For the entries below, print exactly the lines between the line holding "debug!(depth = self.depth, chain" and the line holding "Some(conn) => conn.close().map_err(|(_, err)|", inclusive, and nothing else.
==== THE DATA ====
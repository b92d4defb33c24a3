//! Core error types.

use thiserror::Error;

/// Error type for process configuration and filesystem layout.
#[derive(Error, Debug)]
pub enum CoreError {
    /// Configuration error
    #[error("Configuration error: {0}")]
    Config(String),

    /// IO error
    #[error("IO error: {0}")]
    Io(#[from] std::io::Error),

    /// JSON serialization/deserialization error
    #[error("JSON error: {0}")]
    Json(#[from] serde_json::Error),

    /// Path error (e.g., home directory not found)
    #[error("Path error: {0}")]
    Path(String),
}

/// Result type alias using CoreError.
pub type CoreResult<T> = Result<T, CoreError>;
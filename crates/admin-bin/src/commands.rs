//! Operator subcommands.

use std::io::Write;
use std::path::PathBuf;

use admin_auth::{rotate_secret, CookieAuthenticator};
use admin_database::{queries, revision, DatabaseResult, Session, SessionOptions, TxMode};
use anyhow::{bail, Context as _};
use site_config::{ConfigCache, ConfigError, ConfigKey, ConfigSeed};
use tracing::info;

/// Where and how to open the database.
pub struct Context {
    pub database: PathBuf,
    pub options: SessionOptions,
}

impl Context {
    pub fn open_session(&self) -> DatabaseResult<Session> {
        Session::connect_with(&self.database, false, &self.options)
    }

    pub fn open(&self) -> anyhow::Result<Session> {
        self.open_session()
            .with_context(|| format!("opening {}", self.database.display()))
    }
}

pub fn init(ctx: &Context, out: &mut impl Write) -> anyhow::Result<()> {
    let mut session = Session::connect_with(&ctx.database, true, &ctx.options)
        .with_context(|| format!("creating {}", ctx.database.display()))?;
    ConfigSeed::generate().install(&mut session)?;
    let current = revision::current(&mut session)?;
    session.close()?;

    info!(path = %ctx.database.display(), "Initialized database");
    writeln!(out, "created {}", ctx.database.display())?;
    writeln!(out, "etag {}", revision::etag(current))?;
    Ok(())
}

pub fn show(ctx: &Context, out: &mut impl Write) -> anyhow::Result<()> {
    let mut session = ctx.open()?;
    let cache = ConfigCache::load(&mut session)?;
    for key in ConfigKey::ALL {
        if key.is_sensitive() {
            writeln!(out, "{key} = <redacted>")?;
        } else {
            writeln!(out, "{key} = {}", cache.get(key))?;
        }
    }
    Ok(())
}

pub fn etag(ctx: &Context, out: &mut impl Write) -> anyhow::Result<()> {
    let mut session = ctx.open()?;
    let current = revision::current(&mut session)?;
    writeln!(out, "{}", revision::etag(current))?;
    Ok(())
}

/// Change one value. Every change except a new secret bumps the revision.
pub fn set(ctx: &Context, name: &str, value: &str, out: &mut impl Write) -> anyhow::Result<()> {
    let key: ConfigKey = name.parse()?;
    if key == ConfigKey::Revision {
        bail!("{key} is managed by the database session and cannot be set");
    }
    key.validate(value.as_bytes())?;

    let mode = if key == ConfigKey::AuthSecret {
        TxMode::Write
    } else {
        TxMode::ReadWrite
    };

    let mut session = ctx.open()?;
    session.work(mode, |s| -> Result<(), ConfigError> {
        match queries::update_config_value(s.connection(), key.name(), value)? {
            1 => Ok(()),
            0 => Err(ConfigError::Missing(key)),
            _ => Err(ConfigError::Duplicate(key)),
        }
    })?;
    let current = revision::current(&mut session)?;

    info!(key = %key, mode = %mode, "Config value updated");
    writeln!(out, "etag {}", revision::etag(current))?;
    Ok(())
}

pub fn issue_cookie(ctx: &Context, out: &mut impl Write) -> anyhow::Result<()> {
    let mut session = ctx.open()?;
    let cache = ConfigCache::load(&mut session)?;
    let auth = CookieAuthenticator::from_config(&cache);
    writeln!(out, "{}", auth.issue().header_line())?;
    Ok(())
}

pub fn logout_all(ctx: &Context, out: &mut impl Write) -> anyhow::Result<()> {
    let mut session = ctx.open()?;
    rotate_secret(&mut session)?;
    writeln!(out, "auth secret rotated; all cookies are invalid")?;
    Ok(())
}
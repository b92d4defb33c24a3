//! Nested, mode-aware transactions over a single SQLite connection.
//!
//! A [`Session`] owns its connection exclusively. Work blocks opened with
//! [`Session::begin`] nest: only the outermost block starts and ends the
//! underlying transaction, inner blocks just adjust the depth. The mode of the
//! outermost block decides the locking:
//!
//! | mode  | outer statement   | bumps `lastmod` on commit |
//! |-------|-------------------|---------------------------|
//! | `R`   | `BEGIN DEFERRED`  | no                        |
//! | `RW`  | `BEGIN IMMEDIATE` | yes                       |
//! | `W`   | `BEGIN IMMEDIATE` | no                        |
//!
//! Write blocks may not be opened inside a read-only transaction, and the
//! connection is put in SQLite's `query_only` mode for its duration. A read
//! block inside a write transaction simply reuses it. If any block in the
//! chain was `RW`, the revision counter is bumped once, right before the
//! final commit.

use crate::{revision, DatabaseError, DatabaseResult};
use rusqlite::{Connection, OpenFlags};
use std::fmt;
use std::ops::{Deref, DerefMut};
use std::path::{Path, PathBuf};
use std::time::Duration;
use tracing::{debug, info, warn};

/// Requested mode of a work block.
#[derive(Debug, Clone, Copy, PartialEq, Eq)]
pub enum TxMode {
    /// Read-only.
    Read,
    /// Read-write; the committed chain bumps the revision counter.
    ReadWrite,
    /// Read-write without a revision bump (e.g. secret rotation).
    Write,
}

impl TxMode {
    /// Whether this mode needs the write lock.
    pub fn is_write(self) -> bool {
        matches!(self, TxMode::ReadWrite | TxMode::Write)
    }

    pub fn as_str(self) -> &'static str {
        match self {
            TxMode::Read => "R",
            TxMode::ReadWrite => "RW",
            TxMode::Write => "W",
        }
    }
}

impl fmt::Display for TxMode {
    fn fmt(&self, f: &mut fmt::Formatter<'_>) -> fmt::Result {
        f.write_str(self.as_str())
    }
}

/// Mode of the transaction currently open on a session.
#[derive(Debug, Clone, Copy, PartialEq, Eq)]
pub enum ChainMode {
    /// No transaction is open.
    None,
    /// A deferred, read-only transaction.
    ReadOnly,
    /// An immediate transaction holding the write lock.
    ReadWrite,
}

/// Connection tuning for [`Session::connect_with`].
#[derive(Debug, Clone)]
pub struct SessionOptions {
    /// How long `begin` of a write block waits for the write lock.
    pub busy_timeout: Duration,
}

impl Default for SessionOptions {
    fn default() -> Self {
        Self {
            busy_timeout: Duration::from_millis(5_000),
        }
    }
}

/// One request's exclusive handle on the database.
pub struct Session {
    conn: Option<Connection>,
    path: PathBuf,
    depth: u32,
    mode: ChainMode,
    saw_write: bool,
    /// Incremented for every outer transaction, so stale work blocks can
    /// tell that their chain is gone.
    chain: u64,
}

impl Session {
    /// Open a database file with default options.
    ///
    /// With `create_new` the file must not exist yet; without it, it must.
    pub fn connect(path: &Path, create_new: bool) -> DatabaseResult<Self> {
        Self::connect_with(path, create_new, &SessionOptions::default())
    }

    /// Open a database file with explicit options.
    ///
    /// The existence check is not atomic with the open. Deployments never
    /// create or remove the file while serving traffic.
    pub fn connect_with(
        path: &Path,
        create_new: bool,
        options: &SessionOptions,
    ) -> DatabaseResult<Self> {
        let exists = path.exists();
        if create_new && exists {
            return Err(DatabaseError::AlreadyExists(path.display().to_string()));
        }
        if !create_new && !exists {
            return Err(DatabaseError::NotFound(path.display().to_string()));
        }

        let mut flags = OpenFlags::SQLITE_OPEN_READ_WRITE | OpenFlags::SQLITE_OPEN_NO_MUTEX;
        if create_new {
            if let Some(parent) = path.parent() {
                if !parent.as_os_str().is_empty() {
                    std::fs::create_dir_all(parent)?;
                }
            }
            flags |= OpenFlags::SQLITE_OPEN_CREATE;
        }

        let conn = Connection::open_with_flags(path, flags)?;
        conn.busy_timeout(options.busy_timeout)?;
        conn.execute_batch(
            "
            PRAGMA journal_mode = WAL;
            PRAGMA synchronous = NORMAL;
            PRAGMA foreign_keys = ON;
        ",
        )?;

        debug!(path = %path.display(), create_new, "Session connected");
        Ok(Self::from_connection(conn, path.to_path_buf()))
    }

    /// Open an in-memory database for testing.
    pub fn open_in_memory() -> DatabaseResult<Self> {
        let conn = Connection::open_in_memory()?;
        conn.execute_batch("PRAGMA foreign_keys = ON;")?;
        Ok(Self::from_connection(conn, PathBuf::from(":memory:")))
    }

    fn from_connection(conn: Connection, path: PathBuf) -> Self {
        Self {
            conn: Some(conn),
            path,
            depth: 0,
            mode: ChainMode::None,
            saw_write: false,
            chain: 0,
        }
    }

    /// Path this session was opened with.
    pub fn path(&self) -> &Path {
        &self.path
    }

    /// Current nesting depth (0 when no transaction is open).
    pub fn depth(&self) -> u32 {
        self.depth
    }

    /// Mode of the open transaction.
    pub fn chain_mode(&self) -> ChainMode {
        self.mode
    }

    /// Whether a `RW` block has been opened in the current transaction.
    pub fn saw_write(&self) -> bool {
        self.saw_write
    }

    /// Open a work block.
    ///
    /// The outermost block starts the transaction; this is the only place a
    /// session blocks, waiting for the write lock of `RW`/`W` blocks up to the
    /// busy timeout. Fails with [`DatabaseError::ModeConflict`] when a write
    /// block is requested inside a read-only transaction; the session is left
    /// unchanged in that case.
    pub fn begin(&mut self, mode: TxMode) -> DatabaseResult<WorkBlock<'_>> {
        self.enter(mode)?;
        let chain = self.chain;
        Ok(WorkBlock {
            session: self,
            chain,
            mode,
            done: false,
        })
    }

    /// Run `f` inside a work block: finish on `Ok`, roll back on `Err`.
    pub fn work<T, E, F>(&mut self, mode: TxMode, f: F) -> Result<T, E>
    where
        F: FnOnce(&mut Session) -> Result<T, E>,
        E: From<DatabaseError>,
    {
        let mut block = self.begin(mode)?;
        let value = f(&mut *block)?;
        block.finish()?;
        Ok(value)
    }

    /// Roll back the open transaction, if any, and reset the session.
    ///
    /// Rollback failures are logged and swallowed. Calling this with no open
    /// transaction does nothing.
    pub fn cancel(&mut self) {
        if self.depth == 0 {
            return;
        }

        if let Some(conn) = &self.conn {
            if let Err(err) = conn.execute_batch("ROLLBACK") {
                warn!(error = %err, chain = self.chain, "Rollback failed");
            }
        }
        debug!(depth = self.depth, chain = self.chain, "Transaction canceled");
        self.reset();
    }

    /// The underlying connection, for queries inside a work block.
    ///
    /// # Panics
    ///
    /// Panics when no work block is open: statements outside a transaction
    /// would bypass the revision counter.
    pub fn connection(&self) -> &Connection {
        assert!(
            self.depth > 0,
            "Session::connection() used outside of a work block"
        );
        match &self.conn {
            Some(conn) => conn,
            None => unreachable!("connection is only released by close or drop"),
        }
    }

    /// Roll back anything pending and close the connection, reporting a
    /// failed close.
    pub fn close(mut self) -> DatabaseResult<()> {
        self.cancel();
        match self.conn.take() {
            Some(conn) => conn.close().map_err(|(_, err)| DatabaseError::Sqlite(err)),
            None => Ok(()),
        }
    }

    fn raw(&self) -> DatabaseResult<&Connection> {
        self.conn.as_ref().ok_or(DatabaseError::Closed)
    }

    fn enter(&mut self, mode: TxMode) -> DatabaseResult<()> {
        if self.depth == 0 {
            let statement = if mode.is_write() {
                "BEGIN IMMEDIATE"
            } else {
                "BEGIN DEFERRED"
            };
            let conn = self.raw()?;
            if !mode.is_write() {
                // SQLite refuses writes on this connection until reset().
                conn.execute_batch("PRAGMA query_only = ON")?;
            }
            if let Err(err) = conn.execute_batch(statement) {
                if !mode.is_write() {
                    release_query_only(conn);
                }
                return Err(err.into());
            }

            self.chain += 1;
            self.depth = 1;
            self.mode = if mode.is_write() {
                ChainMode::ReadWrite
            } else {
                ChainMode::ReadOnly
            };
            self.saw_write = mode == TxMode::ReadWrite;
            debug!(mode = %mode, chain = self.chain, "Transaction started");
            return Ok(());
        }

        if self.mode == ChainMode::ReadOnly && mode.is_write() {
            return Err(DatabaseError::ModeConflict { requested: mode });
        }

        self.depth += 1;
        if mode == TxMode::ReadWrite {
            self.saw_write = true;
        }
        debug!(mode = %mode, depth = self.depth, "Work block nested");
        Ok(())
    }

    fn exit(&mut self) -> DatabaseResult<()> {
        assert!(self.depth > 0, "finish() called without a matching begin()");

        if self.depth > 1 {
            self.depth -= 1;
            return Ok(());
        }

        // The revision must be written inside the transaction it describes.
        let bumped = if self.saw_write {
            Some(revision::bump(self.raw()?)?)
        } else {
            None
        };
        self.raw()?.execute_batch("COMMIT")?;

        match bumped {
            Some(revision) => info!(
                revision = %revision::format_hex(revision),
                chain = self.chain,
                "Committed write transaction"
            ),
            None => debug!(chain = self.chain, "Transaction committed"),
        }
        self.reset();
        Ok(())
    }

    fn is_active_chain(&self, chain: u64) -> bool {
        self.depth > 0 && self.chain == chain
    }

    fn reset(&mut self) {
        if self.mode == ChainMode::ReadOnly {
            if let Some(conn) = &self.conn {
                release_query_only(conn);
            }
        }
        self.depth = 0;
        self.mode = ChainMode::None;
        self.saw_write = false;
    }
}

fn release_query_only(conn: &Connection) {
    if let Err(err) = conn.execute_batch("PRAGMA query_only = OFF") {
        warn!(error = %err, "Failed to leave query-only mode");
    }
}

impl fmt::Debug for Session {
    fn fmt(&self, f: &mut fmt::Formatter<'_>) -> fmt::Result {
        f.debug_struct("Session")
            .field("path", &self.path)
            .field("depth", &self.depth)
            .field("mode", &self.mode)
            .field("saw_write", &self.saw_write)
            .finish_non_exhaustive()
    }
}

impl Drop for Session {
    fn drop(&mut self) {
        if self.depth > 0 {
            warn!(depth = self.depth, "Session dropped inside a transaction, rolling back");
            self.cancel();
        }
        if let Some(conn) = self.conn.take() {
            if let Err((_, err)) = conn.close() {
                warn!(error = %err, path = %self.path.display(), "Failed to close database");
            }
        }
    }
}

/// Guard for one open work block.
///
/// Dereferences to the [`Session`], so nested blocks are opened from the
/// guard. Dropping it without [`finish`](WorkBlock::finish) rolls back the
/// whole transaction.
#[must_use = "a work block rolls back its transaction unless finished"]
pub struct WorkBlock<'s> {
    session: &'s mut Session,
    chain: u64,
    mode: TxMode,
    done: bool,
}

impl WorkBlock<'_> {
    /// Mode this block was opened with.
    pub fn mode(&self) -> TxMode {
        self.mode
    }

    /// Close the block. Closing the outermost block commits, bumping the
    /// revision counter first when the chain saw a `RW` block.
    ///
    /// On error the transaction is rolled back.
    pub fn finish(mut self) -> DatabaseResult<()> {
        if !self.session.is_active_chain(self.chain) {
            self.done = true;
            return Err(DatabaseError::ChainCanceled);
        }
        self.session.exit()?;
        self.done = true;
        Ok(())
    }

    /// Roll back the whole transaction this block belongs to.
    pub fn cancel(mut self) {
        self.done = true;
        if self.session.is_active_chain(self.chain) {
            self.session.cancel();
        }
    }
}

impl Deref for WorkBlock<'_> {
    type Target = Session;

    fn deref(&self) -> &Session {
        self.session
    }
}

impl DerefMut for WorkBlock<'_> {
    fn deref_mut(&mut self) -> &mut Session {
        self.session
    }
}

impl Drop for WorkBlock<'_> {
    fn drop(&mut self) {
        if !self.done && self.session.is_active_chain(self.chain) {
            debug!(mode = %self.mode, "Work block dropped unfinished, rolling back");
            self.session.cancel();
        }
    }
}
====
__SOLUTION TO THIS TASK__:
        debug!(depth = self.depth, chain = self.chain, "Transaction canceled");
        self.reset();
    }

    /// The underlying connection, for queries inside a work block.
    ///
    /// # Panics
    ///
    /// Panics when no work block is open: statements outside a transaction
    /// would bypass the revision counter.
    pub fn connection(&self) -> &Connection {
        assert!(
            self.depth > 0,
            "Session::connection() used outside of a work block"
        );
        match &self.conn {
            Some(conn) => conn,
            None => unreachable!("connection is only released by close or drop"),
        }
    }

    /// Roll back anything pending and close the connection, reporting a
    /// failed close.
    pub fn close(mut self) -> DatabaseResult<()> {
        self.cancel();
        match self.conn.take() {
            Some(conn) => conn.close().map_err(|(_, err)| DatabaseError::Sqlite(err)),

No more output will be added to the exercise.